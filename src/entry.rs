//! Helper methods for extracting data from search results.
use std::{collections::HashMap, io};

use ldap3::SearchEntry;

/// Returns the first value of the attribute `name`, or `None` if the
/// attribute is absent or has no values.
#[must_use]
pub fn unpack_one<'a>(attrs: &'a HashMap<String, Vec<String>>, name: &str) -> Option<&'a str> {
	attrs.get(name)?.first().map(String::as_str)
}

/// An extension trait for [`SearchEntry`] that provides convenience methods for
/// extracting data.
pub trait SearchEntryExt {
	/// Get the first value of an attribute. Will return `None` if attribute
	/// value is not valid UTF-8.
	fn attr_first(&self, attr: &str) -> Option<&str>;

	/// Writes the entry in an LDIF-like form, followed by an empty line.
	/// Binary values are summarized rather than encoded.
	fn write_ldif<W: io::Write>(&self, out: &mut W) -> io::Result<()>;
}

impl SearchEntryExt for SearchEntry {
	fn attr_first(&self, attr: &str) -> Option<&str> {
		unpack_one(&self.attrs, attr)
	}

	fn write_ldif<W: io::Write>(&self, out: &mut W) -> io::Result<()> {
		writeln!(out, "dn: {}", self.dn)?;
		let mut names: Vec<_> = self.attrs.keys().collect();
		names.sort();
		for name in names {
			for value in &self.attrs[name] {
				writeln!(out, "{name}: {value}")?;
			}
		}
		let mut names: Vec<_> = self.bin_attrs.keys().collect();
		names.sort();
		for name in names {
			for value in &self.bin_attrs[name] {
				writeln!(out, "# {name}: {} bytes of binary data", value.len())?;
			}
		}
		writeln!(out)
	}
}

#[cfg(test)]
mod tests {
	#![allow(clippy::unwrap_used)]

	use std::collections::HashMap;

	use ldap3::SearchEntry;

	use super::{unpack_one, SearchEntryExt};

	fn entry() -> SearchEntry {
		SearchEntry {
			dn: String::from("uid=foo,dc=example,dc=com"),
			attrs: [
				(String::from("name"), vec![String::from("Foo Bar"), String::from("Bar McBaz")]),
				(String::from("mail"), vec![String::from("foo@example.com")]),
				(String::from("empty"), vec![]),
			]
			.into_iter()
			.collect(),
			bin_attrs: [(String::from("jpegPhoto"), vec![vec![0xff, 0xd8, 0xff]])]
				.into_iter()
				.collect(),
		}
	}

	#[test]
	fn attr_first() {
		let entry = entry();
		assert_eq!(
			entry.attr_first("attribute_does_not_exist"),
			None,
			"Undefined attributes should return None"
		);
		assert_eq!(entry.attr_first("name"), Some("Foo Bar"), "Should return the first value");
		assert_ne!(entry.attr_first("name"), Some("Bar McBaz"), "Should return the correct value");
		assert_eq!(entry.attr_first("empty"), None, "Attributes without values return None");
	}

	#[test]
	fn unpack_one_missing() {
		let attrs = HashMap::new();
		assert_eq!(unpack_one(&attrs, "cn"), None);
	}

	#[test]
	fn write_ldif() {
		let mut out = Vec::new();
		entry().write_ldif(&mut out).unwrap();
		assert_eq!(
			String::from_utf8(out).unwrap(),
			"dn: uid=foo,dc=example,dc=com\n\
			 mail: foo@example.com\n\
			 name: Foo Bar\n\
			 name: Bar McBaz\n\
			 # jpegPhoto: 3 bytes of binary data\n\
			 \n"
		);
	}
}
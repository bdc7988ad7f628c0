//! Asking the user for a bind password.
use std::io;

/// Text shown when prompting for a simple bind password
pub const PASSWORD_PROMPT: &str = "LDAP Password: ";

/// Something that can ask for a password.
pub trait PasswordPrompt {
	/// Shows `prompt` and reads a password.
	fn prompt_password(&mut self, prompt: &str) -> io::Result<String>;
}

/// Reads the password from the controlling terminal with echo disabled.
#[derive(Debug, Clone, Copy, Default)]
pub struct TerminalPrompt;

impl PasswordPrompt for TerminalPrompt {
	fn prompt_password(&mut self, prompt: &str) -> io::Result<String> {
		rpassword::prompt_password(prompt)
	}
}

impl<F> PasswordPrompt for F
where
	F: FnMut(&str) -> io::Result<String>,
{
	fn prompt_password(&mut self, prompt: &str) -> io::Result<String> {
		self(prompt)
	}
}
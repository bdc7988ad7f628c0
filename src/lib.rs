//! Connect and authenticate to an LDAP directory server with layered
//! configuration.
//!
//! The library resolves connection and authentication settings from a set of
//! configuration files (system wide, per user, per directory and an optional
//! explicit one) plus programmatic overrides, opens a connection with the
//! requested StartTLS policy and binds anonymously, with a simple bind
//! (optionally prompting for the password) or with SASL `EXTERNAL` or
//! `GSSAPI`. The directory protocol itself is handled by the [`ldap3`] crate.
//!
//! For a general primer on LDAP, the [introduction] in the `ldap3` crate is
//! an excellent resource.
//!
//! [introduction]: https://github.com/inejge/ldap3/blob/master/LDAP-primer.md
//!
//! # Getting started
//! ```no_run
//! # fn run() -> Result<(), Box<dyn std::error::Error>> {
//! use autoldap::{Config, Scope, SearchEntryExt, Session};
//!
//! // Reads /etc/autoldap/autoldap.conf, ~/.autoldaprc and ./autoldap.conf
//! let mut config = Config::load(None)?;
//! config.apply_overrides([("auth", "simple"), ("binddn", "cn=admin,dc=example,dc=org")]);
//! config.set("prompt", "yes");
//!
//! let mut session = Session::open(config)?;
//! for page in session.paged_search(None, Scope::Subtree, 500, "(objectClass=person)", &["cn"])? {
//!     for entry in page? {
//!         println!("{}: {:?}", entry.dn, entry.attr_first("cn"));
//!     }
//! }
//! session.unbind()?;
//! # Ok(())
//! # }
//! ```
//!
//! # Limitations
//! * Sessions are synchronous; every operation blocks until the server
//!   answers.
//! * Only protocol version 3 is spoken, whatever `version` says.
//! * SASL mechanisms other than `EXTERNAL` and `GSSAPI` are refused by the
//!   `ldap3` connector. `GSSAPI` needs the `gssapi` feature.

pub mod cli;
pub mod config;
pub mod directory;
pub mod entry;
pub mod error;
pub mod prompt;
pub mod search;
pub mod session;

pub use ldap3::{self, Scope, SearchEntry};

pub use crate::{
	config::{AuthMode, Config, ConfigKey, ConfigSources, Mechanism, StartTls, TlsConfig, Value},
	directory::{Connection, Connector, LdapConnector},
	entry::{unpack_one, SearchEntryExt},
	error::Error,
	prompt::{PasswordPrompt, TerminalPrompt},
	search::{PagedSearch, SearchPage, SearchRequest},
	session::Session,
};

WHAT NEEDS TO BE DONE ▸ Please filter the entries above down to the lines holding "Scope" and copy them.

ANSWER TO THE PROBLEM ▸
//! use autoldap::{Config, Scope, SearchEntryExt, Session};
//! for page in session.paged_search(None, Scope::Subtree, 500, "(objectClass=person)", &["cn"])? {
pub use ldap3::{self, Scope, SearchEntry};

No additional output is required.